-------- DATA FOR THE TASK
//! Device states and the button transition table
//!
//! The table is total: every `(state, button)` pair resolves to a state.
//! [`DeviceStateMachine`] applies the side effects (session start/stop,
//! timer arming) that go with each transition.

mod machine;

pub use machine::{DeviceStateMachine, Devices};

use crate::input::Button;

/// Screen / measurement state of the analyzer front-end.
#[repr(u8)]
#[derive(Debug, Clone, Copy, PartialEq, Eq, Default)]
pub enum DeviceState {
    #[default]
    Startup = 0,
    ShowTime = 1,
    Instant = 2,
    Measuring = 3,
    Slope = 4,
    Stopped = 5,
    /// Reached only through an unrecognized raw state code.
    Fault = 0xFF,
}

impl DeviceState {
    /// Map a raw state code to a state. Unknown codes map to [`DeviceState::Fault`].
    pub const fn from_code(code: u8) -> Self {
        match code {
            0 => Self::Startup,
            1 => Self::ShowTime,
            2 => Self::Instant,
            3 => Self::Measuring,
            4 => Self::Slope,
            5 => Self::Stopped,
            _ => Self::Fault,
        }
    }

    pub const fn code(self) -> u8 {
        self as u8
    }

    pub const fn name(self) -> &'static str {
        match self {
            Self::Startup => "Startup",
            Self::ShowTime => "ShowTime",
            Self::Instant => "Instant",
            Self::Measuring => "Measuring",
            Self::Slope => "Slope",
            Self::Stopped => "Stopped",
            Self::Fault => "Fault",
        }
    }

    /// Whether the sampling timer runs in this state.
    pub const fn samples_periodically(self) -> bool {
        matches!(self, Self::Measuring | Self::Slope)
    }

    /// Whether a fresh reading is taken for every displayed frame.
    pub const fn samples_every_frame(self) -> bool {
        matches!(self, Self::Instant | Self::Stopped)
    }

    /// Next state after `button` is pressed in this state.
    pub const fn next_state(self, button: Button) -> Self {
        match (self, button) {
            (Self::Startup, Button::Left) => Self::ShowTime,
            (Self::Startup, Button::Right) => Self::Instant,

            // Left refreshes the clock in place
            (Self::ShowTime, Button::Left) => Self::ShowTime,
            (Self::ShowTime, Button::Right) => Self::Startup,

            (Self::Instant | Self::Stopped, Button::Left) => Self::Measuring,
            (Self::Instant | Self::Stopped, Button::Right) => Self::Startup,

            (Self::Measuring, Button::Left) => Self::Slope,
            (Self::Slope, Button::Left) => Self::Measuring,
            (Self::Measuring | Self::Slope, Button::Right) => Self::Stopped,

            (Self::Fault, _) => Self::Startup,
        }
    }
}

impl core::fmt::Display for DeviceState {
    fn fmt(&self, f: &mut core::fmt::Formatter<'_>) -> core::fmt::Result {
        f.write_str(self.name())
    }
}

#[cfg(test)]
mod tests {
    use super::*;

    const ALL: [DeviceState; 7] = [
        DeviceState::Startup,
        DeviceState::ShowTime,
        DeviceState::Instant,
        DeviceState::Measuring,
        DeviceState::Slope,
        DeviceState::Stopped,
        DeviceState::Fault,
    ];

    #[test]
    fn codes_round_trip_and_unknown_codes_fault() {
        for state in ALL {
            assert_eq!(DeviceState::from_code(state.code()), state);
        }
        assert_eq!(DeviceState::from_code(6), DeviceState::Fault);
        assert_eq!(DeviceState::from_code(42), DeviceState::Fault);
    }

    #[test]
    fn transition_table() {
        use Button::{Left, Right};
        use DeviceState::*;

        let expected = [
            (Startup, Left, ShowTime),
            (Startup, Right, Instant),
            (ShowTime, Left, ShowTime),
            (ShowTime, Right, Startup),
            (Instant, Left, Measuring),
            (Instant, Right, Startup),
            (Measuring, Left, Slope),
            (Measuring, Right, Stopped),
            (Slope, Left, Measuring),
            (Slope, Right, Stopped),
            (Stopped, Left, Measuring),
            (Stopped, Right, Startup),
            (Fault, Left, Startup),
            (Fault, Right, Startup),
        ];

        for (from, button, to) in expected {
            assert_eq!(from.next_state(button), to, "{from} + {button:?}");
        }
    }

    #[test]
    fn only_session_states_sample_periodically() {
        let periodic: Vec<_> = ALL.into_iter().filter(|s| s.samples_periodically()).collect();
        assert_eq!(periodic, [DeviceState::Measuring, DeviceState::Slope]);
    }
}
----------------
-------- DATA FOR THE TASK
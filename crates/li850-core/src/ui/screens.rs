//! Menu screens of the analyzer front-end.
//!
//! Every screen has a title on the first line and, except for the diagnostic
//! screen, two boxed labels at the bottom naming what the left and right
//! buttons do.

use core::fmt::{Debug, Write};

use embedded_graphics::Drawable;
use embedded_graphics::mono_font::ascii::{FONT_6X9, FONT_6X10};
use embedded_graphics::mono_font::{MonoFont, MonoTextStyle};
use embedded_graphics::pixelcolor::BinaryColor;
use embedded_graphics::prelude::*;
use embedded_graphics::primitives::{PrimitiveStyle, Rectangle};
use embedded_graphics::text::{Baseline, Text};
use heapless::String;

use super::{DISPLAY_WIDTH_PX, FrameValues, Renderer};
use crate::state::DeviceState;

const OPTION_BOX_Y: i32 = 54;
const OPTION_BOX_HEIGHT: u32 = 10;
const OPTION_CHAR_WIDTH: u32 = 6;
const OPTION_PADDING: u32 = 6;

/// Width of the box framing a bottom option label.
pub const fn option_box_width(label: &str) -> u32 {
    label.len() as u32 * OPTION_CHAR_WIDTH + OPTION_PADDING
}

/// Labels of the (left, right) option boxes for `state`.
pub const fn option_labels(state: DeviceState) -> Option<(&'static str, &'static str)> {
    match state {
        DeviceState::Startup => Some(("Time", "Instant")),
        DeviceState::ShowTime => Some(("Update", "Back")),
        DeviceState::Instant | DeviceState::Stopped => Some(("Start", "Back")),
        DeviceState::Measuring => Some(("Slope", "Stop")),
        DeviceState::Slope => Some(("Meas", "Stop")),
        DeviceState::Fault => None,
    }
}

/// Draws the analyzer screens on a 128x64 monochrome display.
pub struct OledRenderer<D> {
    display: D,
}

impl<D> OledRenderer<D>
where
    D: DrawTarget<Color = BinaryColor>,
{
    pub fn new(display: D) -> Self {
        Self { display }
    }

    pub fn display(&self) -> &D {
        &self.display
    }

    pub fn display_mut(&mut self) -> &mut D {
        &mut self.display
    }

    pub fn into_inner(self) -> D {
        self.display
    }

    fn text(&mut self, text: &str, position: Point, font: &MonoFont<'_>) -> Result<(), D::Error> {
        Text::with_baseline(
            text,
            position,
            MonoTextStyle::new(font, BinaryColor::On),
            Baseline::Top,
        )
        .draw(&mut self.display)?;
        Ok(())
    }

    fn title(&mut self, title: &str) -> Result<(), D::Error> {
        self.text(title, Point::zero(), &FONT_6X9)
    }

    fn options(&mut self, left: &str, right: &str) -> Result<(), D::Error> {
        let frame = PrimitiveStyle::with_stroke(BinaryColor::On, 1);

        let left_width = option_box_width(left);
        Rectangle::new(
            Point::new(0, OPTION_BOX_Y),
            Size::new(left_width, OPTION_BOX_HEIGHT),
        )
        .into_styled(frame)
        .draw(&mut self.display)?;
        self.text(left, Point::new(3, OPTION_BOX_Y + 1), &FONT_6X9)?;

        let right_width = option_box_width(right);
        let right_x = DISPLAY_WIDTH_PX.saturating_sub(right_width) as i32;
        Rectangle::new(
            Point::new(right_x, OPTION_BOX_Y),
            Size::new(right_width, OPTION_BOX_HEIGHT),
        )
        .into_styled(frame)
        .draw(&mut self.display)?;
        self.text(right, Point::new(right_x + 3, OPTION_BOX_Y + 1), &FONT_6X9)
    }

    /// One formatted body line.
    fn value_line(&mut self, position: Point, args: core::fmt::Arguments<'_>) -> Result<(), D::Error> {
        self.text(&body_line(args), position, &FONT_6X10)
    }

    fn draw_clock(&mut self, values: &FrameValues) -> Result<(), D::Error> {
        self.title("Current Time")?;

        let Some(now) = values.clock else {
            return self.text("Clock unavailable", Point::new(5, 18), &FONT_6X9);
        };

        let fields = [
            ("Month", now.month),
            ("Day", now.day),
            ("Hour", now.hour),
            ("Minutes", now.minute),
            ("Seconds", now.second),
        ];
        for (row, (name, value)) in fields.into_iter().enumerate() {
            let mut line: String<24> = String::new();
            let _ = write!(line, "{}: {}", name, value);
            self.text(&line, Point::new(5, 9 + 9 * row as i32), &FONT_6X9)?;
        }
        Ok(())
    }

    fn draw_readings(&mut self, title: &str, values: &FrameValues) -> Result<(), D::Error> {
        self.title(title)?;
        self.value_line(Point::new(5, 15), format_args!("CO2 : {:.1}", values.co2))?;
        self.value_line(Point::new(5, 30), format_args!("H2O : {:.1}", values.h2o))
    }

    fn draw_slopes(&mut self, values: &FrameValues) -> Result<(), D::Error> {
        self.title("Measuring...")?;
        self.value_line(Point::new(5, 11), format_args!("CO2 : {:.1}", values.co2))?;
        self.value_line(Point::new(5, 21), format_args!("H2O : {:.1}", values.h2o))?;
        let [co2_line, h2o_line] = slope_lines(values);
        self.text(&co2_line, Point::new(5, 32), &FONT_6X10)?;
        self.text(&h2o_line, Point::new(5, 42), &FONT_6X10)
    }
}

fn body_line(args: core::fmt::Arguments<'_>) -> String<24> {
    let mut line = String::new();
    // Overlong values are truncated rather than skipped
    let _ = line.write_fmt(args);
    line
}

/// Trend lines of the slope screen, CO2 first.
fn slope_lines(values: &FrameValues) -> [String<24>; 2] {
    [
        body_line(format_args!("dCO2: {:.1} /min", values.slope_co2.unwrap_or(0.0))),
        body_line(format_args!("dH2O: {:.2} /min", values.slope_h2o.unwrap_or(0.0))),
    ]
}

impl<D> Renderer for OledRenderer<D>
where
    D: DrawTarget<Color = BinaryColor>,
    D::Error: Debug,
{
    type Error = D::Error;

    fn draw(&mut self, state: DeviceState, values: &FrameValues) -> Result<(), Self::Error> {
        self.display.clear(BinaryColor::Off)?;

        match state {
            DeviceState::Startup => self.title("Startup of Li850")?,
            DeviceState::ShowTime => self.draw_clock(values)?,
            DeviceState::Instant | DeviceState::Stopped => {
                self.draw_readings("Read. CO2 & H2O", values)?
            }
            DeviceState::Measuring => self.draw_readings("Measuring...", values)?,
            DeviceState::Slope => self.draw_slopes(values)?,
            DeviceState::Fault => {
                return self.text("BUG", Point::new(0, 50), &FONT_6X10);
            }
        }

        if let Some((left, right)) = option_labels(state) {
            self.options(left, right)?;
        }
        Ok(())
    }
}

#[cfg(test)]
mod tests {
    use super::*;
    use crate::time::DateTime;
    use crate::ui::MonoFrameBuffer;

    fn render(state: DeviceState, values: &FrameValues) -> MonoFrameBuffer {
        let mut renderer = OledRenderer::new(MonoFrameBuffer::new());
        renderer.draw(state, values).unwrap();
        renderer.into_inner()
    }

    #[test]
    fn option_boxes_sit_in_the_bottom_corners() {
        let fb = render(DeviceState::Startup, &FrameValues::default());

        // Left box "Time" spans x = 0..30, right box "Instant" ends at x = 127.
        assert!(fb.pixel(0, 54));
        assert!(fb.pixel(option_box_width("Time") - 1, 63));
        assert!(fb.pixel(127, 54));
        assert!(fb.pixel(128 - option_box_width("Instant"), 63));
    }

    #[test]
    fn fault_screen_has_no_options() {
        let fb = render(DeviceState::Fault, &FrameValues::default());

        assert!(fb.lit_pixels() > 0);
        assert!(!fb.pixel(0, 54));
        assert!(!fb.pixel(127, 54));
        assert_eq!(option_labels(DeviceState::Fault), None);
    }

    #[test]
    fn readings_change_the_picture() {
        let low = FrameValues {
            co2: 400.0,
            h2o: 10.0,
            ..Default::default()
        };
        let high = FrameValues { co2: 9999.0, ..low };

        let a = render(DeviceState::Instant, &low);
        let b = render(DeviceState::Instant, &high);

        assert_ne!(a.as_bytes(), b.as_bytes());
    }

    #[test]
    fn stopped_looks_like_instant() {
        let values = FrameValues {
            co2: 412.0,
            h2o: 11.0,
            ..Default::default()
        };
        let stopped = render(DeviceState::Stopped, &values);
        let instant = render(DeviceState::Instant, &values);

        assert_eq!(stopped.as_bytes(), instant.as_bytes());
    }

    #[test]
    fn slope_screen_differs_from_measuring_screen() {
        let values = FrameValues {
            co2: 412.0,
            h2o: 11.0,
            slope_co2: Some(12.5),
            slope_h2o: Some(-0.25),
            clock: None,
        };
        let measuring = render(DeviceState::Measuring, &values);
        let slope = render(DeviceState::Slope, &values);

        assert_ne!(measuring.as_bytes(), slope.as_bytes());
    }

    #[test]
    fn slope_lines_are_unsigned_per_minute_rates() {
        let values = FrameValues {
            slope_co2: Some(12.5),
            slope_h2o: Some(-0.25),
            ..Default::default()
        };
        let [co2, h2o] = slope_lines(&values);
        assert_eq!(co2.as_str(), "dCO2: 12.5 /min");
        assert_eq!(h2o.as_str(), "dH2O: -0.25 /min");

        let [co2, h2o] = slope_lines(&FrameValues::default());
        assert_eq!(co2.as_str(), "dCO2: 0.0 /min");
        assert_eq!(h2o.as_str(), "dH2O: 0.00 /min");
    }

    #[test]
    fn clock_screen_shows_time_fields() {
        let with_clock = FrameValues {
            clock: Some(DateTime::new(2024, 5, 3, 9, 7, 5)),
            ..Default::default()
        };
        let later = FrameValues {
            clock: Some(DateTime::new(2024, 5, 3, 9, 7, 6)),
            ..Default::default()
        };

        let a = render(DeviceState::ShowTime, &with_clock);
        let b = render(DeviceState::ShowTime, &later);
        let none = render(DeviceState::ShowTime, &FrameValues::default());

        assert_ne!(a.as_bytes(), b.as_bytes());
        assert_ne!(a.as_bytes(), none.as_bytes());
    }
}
----------------
Print exactly the lines above, between the one holding "left and right" and the one holding "use embedded_graphics::pixelcolor::BinaryColor;", inclusive, and nothing besides.

//! screen, two boxed labels at the bottom naming what the left and right
//! buttons do.

use core::fmt::{Debug, Write};

use embedded_graphics::Drawable;
use embedded_graphics::mono_font::ascii::{FONT_6X9, FONT_6X10};
use embedded_graphics::mono_font::{MonoFont, MonoTextStyle};
use embedded_graphics::pixelcolor::BinaryColor;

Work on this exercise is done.